Baba Adhav is a veteran trade unionist of Maharashtra who has been able to overcome both these limitations. With remarkable continuity for nearly 60 years, this 82-year young trade unionist has combined the organisation of head loaders, rag-pickers, domestic workers and other weaker sections with pro-dalit social reform initiatives aimed at breaking the narrow-minded rigidities of Indian society. Inspired by Jyotiba and Savitri Phule's work in Maharashtra, Baba Adhav has integrated the approach of Baba Ambedkar, Mahatma Gandhi and other leading social reformers in ways which can be an invaluable lesson for the younger generation of social reformers.
This remarkable story started around 1952 when Baba Adhav, then a young doctor practicing in Pune, was approached by head loaders to lead their union.
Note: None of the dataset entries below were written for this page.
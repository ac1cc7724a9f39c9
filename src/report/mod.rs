pub mod json;
pub mod md;

use crate::error::PerfError;
use crate::types::points::{PerformancePointTotalWithTime, TaskBreakdown};

#[derive(Debug, Clone, Copy, PartialEq, Eq)]
pub enum OutputFormat {
    Json,
    Md,
}

pub fn render_buckets(
    buckets: &[PerformancePointTotalWithTime],
    format: OutputFormat,
) -> Result<String, PerfError> {
    match format {
        OutputFormat::Json => json::to_json(buckets).map_err(PerfError::Json),
        OutputFormat::Md => Ok(md::buckets_to_markdown(buckets)),
    }
}

pub fn render_breakdown(rows: &[TaskBreakdown], format: OutputFormat) -> Result<String, PerfError> {
    match format {
        OutputFormat::Json => json::to_json(rows).map_err(PerfError::Json),
        OutputFormat::Md => Ok(md::breakdown_to_markdown(rows)),
    }
}
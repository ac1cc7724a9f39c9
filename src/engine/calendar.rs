use crate::types::task::DateRange;
use chrono::{DateTime, Datelike, Duration, NaiveDate, TimeZone, Utc, Weekday};

/// Splits `[start, end]` into consecutive buckets that close on Mondays.
///
/// The first bucket opens at midnight of `start`'s day. Each full bucket ends
/// at 23:59:59 of a Monday strictly after the bucket's start, and the next one
/// begins one second later. The tail bucket ends at `end` itself, or at
/// 23:59:59 of `end` when that day is a Monday, so the union always covers
/// `[start, end]`. Returns no buckets when `start` falls on a later day than
/// `end`.
pub fn split_by_monday(start: DateTime<Utc>, end: DateTime<Utc>) -> Vec<DateRange> {
    let first_day = start_of_day(start.date_naive());
    let last_day = start_of_day(end.date_naive());

    let mut buckets = Vec::new();
    let mut prev = first_day;
    let mut current = next_monday_after(first_day.date_naive());

    while start_of_day(current) < last_day {
        let close = end_of_day(current);
        buckets.push(DateRange::new(prev, close));
        prev = close + Duration::seconds(1);
        current += Duration::days(7);
    }

    if prev <= last_day {
        let close = if last_day.weekday() == Weekday::Mon {
            end_of_day(last_day.date_naive())
        } else {
            end
        };
        buckets.push(DateRange::new(prev, close));
    }

    buckets
}

fn next_monday_after(day: NaiveDate) -> NaiveDate {
    let ahead = 7 - i64::from(day.weekday().num_days_from_monday());
    day + Duration::days(ahead)
}

fn start_of_day(day: NaiveDate) -> DateTime<Utc> {
    Utc.from_utc_datetime(&day.and_time(chrono::NaiveTime::MIN))
}

fn end_of_day(day: NaiveDate) -> DateTime<Utc> {
    start_of_day(day) + Duration::seconds(86_399)
}
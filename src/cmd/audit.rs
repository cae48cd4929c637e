//! Audit trail inspection: `specpilot audit`.

use anyhow::Result;
use console::style;

use specpilot::audit::{AuditLogger, AuditRecord};
use specpilot::config::PilotConfig;

pub fn cmd_audit(
    config: &PilotConfig,
    unit: Option<&str>,
    errors_only: bool,
    json: bool,
    reset: bool,
) -> Result<()> {
    let logger = AuditLogger::new(&config.audit_dir());

    if reset {
        logger.reset()?;
        println!("Cleared {}", logger.events_file().display());
        return Ok(());
    }

    let records: Vec<AuditRecord> = match (unit, errors_only) {
        (Some(unit), _) => {
            let unit_path = config.project_dir.join(unit);
            logger
                .records_for_unit(&unit_path.to_string_lossy())?
                .into_iter()
                .filter(|r| !errors_only || r.is_error())
                .collect()
        }
        (None, true) => logger.errors()?,
        (None, false) => logger.load_all()?,
    };

    if json {
        for record in &records {
            println!("{}", serde_json::to_string(record)?);
        }
        return Ok(());
    }

    if records.is_empty() {
        println!("No audit records found.");
        return Ok(());
    }

    for record in &records {
        let event_type = if record.is_error() {
            style(record.event_type.as_str()).red()
        } else {
            style(record.event_type.as_str()).cyan()
        };
        println!(
            "{}  {:<20} {}",
            style(record.timestamp.format("%Y-%m-%d %H:%M:%S")).dim(),
            event_type,
            record.unit_path
        );
        if let Some(message) = record.payload.pointer("/error/message").and_then(|m| m.as_str()) {
            println!("    {}", message);
        }
    }
    println!();
    println!("{} record(s)", records.len());

    Ok(())
}
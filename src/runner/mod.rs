//! Executor side of the coordinator: turns `execute-next-phase` and
//! `execute-merge` requests into agent processes and reports their results
//! back.
//!
//! The coordinator is shared behind an async mutex. Its event bus feeds a
//! `ChannelSubscriber`, whose receiver the `Driver` drains; subscribers never
//! call back into the coordinator directly.

pub mod process;
pub mod signals;

pub use process::{AgentInvocation, AgentRun, AgentRunner, AgentRunnerConfig, PhaseAgent};
pub use signals::{AgentVerdicts, parse_verdicts};

use std::collections::{HashMap, HashSet};
use std::sync::Arc;
use std::time::Duration;
use tokio::sync::{Mutex, mpsc};
use tokio::task::JoinHandle;
use tracing::{debug, info, warn};
use uuid::Uuid;

use crate::errors::RunnerError;
use crate::events::{ExecutionEvent, PhaseContext};
use crate::orchestrator::{
    AgentOutcome, AgentStatus, AutoExecutionCoordinator, ExecutionRecord, InspectionResult,
};
use crate::phase::Phase;

pub type SharedCoordinator = Arc<Mutex<AutoExecutionCoordinator>>;

/// Runs agents for requested phases until every watched unit settles.
pub struct Driver {
    coordinator: SharedCoordinator,
    agent: Arc<dyn PhaseAgent>,
    events: mpsc::UnboundedReceiver<ExecutionEvent>,
    timeout_check_interval: Duration,
    agents: HashMap<String, JoinHandle<()>>,
}

impl Driver {
    pub fn new(
        coordinator: SharedCoordinator,
        agent: Arc<dyn PhaseAgent>,
        events: mpsc::UnboundedReceiver<ExecutionEvent>,
        timeout_check_interval: Duration,
    ) -> Self {
        Self {
            coordinator,
            agent,
            events,
            timeout_check_interval,
            agents: HashMap::new(),
        }
    }

    /// Process events until none of `units` is running any more, then return
    /// their final records.
    ///
    /// A unit settles when it completes, errors or pauses.
    pub async fn drive(&mut self, units: &[String]) -> HashMap<String, ExecutionRecord> {
        let mut pending: HashSet<String> = units.iter().cloned().collect();

        let mut ticker = tokio::time::interval(self.timeout_check_interval);
        ticker.set_missed_tick_behavior(tokio::time::MissedTickBehavior::Delay);
        // The first tick fires immediately.
        ticker.tick().await;

        loop {
            // Events already queued (such as the first phase request) must be
            // drained before deciding a unit has settled.
            while let Ok(event) = self.events.try_recv() {
                self.handle_event(event, &mut pending);
            }
            {
                let coordinator = self.coordinator.lock().await;
                pending.retain(|u| coordinator.is_executing(u));
            }
            if pending.is_empty() {
                break;
            }

            tokio::select! {
                maybe = self.events.recv() => {
                    let Some(event) = maybe else {
                        warn!("event channel closed while units were still running");
                        break;
                    };
                    self.handle_event(event, &mut pending);
                }
                _ = ticker.tick() => self.check_timeouts().await,
            }
        }

        for handle in self.agents.drain().map(|(_, h)| h) {
            handle.abort();
        }

        let coordinator = self.coordinator.lock().await;
        units
            .iter()
            .filter_map(|u| coordinator.get_status(u).map(|r| (u.clone(), r)))
            .collect()
    }

    fn handle_event(&mut self, event: ExecutionEvent, pending: &mut HashSet<String>) {
        match event {
            ExecutionEvent::ExecuteNextPhase {
                unit_path,
                phase,
                context,
            } => self.spawn_agent(invocation(unit_path, phase, context)),
            ExecutionEvent::ExecuteMerge { unit_path, context } => {
                self.spawn_agent(invocation(unit_path, Phase::Deploy, context))
            }
            ExecutionEvent::StateChanged { unit_path, record }
            | ExecutionEvent::StatusChanged { unit_path, record }
                if !record.is_running() =>
            {
                self.settle(&unit_path, pending);
            }
            ExecutionEvent::ExecutionCompleted { unit_path, .. } => {
                self.settle(&unit_path, pending);
            }
            ExecutionEvent::ExecutionError { unit_path, error } => {
                warn!(unit_path = %unit_path, kind = %error.kind, "{}", error.message);
                self.settle(&unit_path, pending);
            }
            other => debug!(
                event_type = other.event_type(),
                unit_path = other.unit_path(),
                "event"
            ),
        }
    }

    /// Stop tracking a unit and kill any agent still working for it.
    fn settle(&mut self, unit_path: &str, pending: &mut HashSet<String>) {
        pending.remove(unit_path);
        if let Some(handle) = self.agents.remove(unit_path)
            && !handle.is_finished()
        {
            debug!(unit_path, "aborting agent for settled unit");
            handle.abort();
        }
    }

    fn spawn_agent(&mut self, invocation: AgentInvocation) {
        let coordinator = Arc::clone(&self.coordinator);
        let agent = Arc::clone(&self.agent);
        let unit_path = invocation.unit_path.clone();
        let handle = tokio::spawn(run_phase_agent(coordinator, agent, invocation));
        // The previous agent for this unit is the one that requested this
        // phase and has already reported.
        self.agents.insert(unit_path, handle);
    }

    async fn check_timeouts(&mut self) {
        let mut coordinator = self.coordinator.lock().await;
        for unit_path in coordinator.check_all_timeouts() {
            coordinator.on_timeout(&unit_path);
            if let Some(handle) = self.agents.remove(&unit_path) {
                handle.abort();
            }
        }
    }
}

fn invocation(unit_path: String, phase: Phase, context: PhaseContext) -> AgentInvocation {
    AgentInvocation {
        owner_path: context.owner_path,
        unit_path,
        unit_id: context.unit_id,
        phase,
        review_round: context.review_round,
    }
}

async fn run_phase_agent(
    coordinator: SharedCoordinator,
    agent: Arc<dyn PhaseAgent>,
    invocation: AgentInvocation,
) {
    let agent_id = format!("agent-{}", Uuid::new_v4());
    {
        let mut coordinator = coordinator.lock().await;
        if !coordinator.is_executing(&invocation.unit_path) {
            debug!(unit_path = %invocation.unit_path, "unit no longer running, not spawning agent");
            return;
        }
        coordinator.on_phase_agent_status_changed(
            &agent_id,
            AgentStatus::Running,
            &invocation.unit_path,
        );
    }

    info!(
        unit_path = %invocation.unit_path,
        phase = %invocation.phase,
        agent_id = %agent_id,
        "running agent"
    );
    let result = agent.run(&invocation).await;

    let mut coordinator = coordinator.lock().await;
    report_outcome(&mut coordinator, &agent_id, &invocation, result);
}

/// Translate a finished agent into coordinator callbacks.
///
/// Exit 0 completes the phase; review and inspection phases then deliver the
/// verdict parsed from output. A missing review verdict counts as changes
/// requested and a missing inspection verdict as failed. Non-zero exit is a
/// crash; failure to launch fails the phase.
pub fn report_outcome(
    coordinator: &mut AutoExecutionCoordinator,
    agent_id: &str,
    invocation: &AgentInvocation,
    result: Result<AgentRun, RunnerError>,
) {
    let unit_path = invocation.unit_path.as_str();
    let is_current = coordinator
        .get_status(unit_path)
        .is_some_and(|r| r.current_agent_id.as_deref() == Some(agent_id));
    if !is_current {
        debug!(unit_path, agent_id, "dropping result from superseded agent");
        return;
    }

    let run = match result {
        Ok(run) => run,
        Err(err) => {
            warn!(unit_path, agent_id, error = %err, "agent could not be run");
            coordinator.on_phase_agent_completed(agent_id, unit_path, AgentOutcome::Failed);
            return;
        }
    };

    if !run.succeeded() {
        coordinator.on_phase_agent_crashed(unit_path, agent_id, run.exit_code);
        return;
    }

    coordinator.on_phase_agent_completed(agent_id, unit_path, AgentOutcome::Completed);
    match invocation.phase {
        Phase::DocumentReview => {
            if run.verdicts.review.is_none() {
                warn!(unit_path, "review agent printed no verdict");
            }
            coordinator.on_document_review_completed(unit_path, run.verdicts.review == Some(true));
        }
        Phase::Inspection => {
            let result = run.verdicts.inspection.unwrap_or_else(|| {
                warn!(unit_path, "inspection agent printed no verdict");
                InspectionResult::Failed
            });
            coordinator.on_inspection_completed(unit_path, result);
        }
        _ => {}
    }
}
Adhav not only agreed, but also brought a new innovativeness to the trade union struggle. Till that time it was considered very difficult, if not impossible, to work out any scheme of provident fund and other social security measures for scattered segments like head loaders having no fixed employer.
But Adhav and his colleagues worked out a new system in which a 33 per cent levy could be fixed on each head load payment and then deposited with a tripartite board. This fund then became the base for providing provident fund, gratuity, bonus, medical insurance and other social security benefits to head loaders. This scheme of social security for unorganised sector workers was singled out for praise by the Second Labour Commission.
Once this scheme worked out successfully in Pune, it gradually spread to other parts of Maharashtra, including the agricultural produce marketing committees in remote villages. The Maharashtra Government enacted a separate law for head loaders which emerged as model legislation for unorganised sector workers. A separate colony called 'Hamal (head loader) Nagar' was established in Pune, with about 400 multi-storey flats, a school and a community centre. A community kitchen employing 100 women and preparing fresh, nourishing, cheaply priced food for about 12000 workers everyday was started, and has continued uninterrupted services for over three decades. Even after the impact of recent inflationary tendencies, a thali consisting of chapatis, rice, curry, vegetable and a laddu (sweet) costs only Rs. 20.
This success prompted similar efforts to form unions among domestic workers, rag pickers, auto-rickshaw drivers, hawkers, and other weaker sections. As I discovered during a recent visit to Pune, there is even a union of those scattered workers who collect used oil for recycling. Directly or indirectly, all these efforts have brought at least some benefit and even bigger hope for future to millions of unorganised sector workers. While consolidating their base in Pune and to some extent in other parts of Maharashtra, Adhav also linked up with wider efforts being made for the social security at the national level, and at the age of 75 years he mobilised a cycle yatra from Pune to Delhi to campaign for the rights of construction workers.
In the middle of all these hectic trade union activities, Baba Adhav has continued his many-sided social reform initiatives. These have included, among other things, a campaign and satyagraha for equitable access to drinking water sources in rural areas and another campaign for justice to nomadic and de-notified tribes. Baba successfully struggled to obtain pension for devdasis.
At present Baba Adhav is closely involved in a hectic national campaign for pensions for unorganised sector workers and poor elderly people. When I left his office at Pune, he was in the middle of planning a huge public demonstration, while on the same afternoon he was to write forewords for two research books on social reform initiatives in Maharashtra.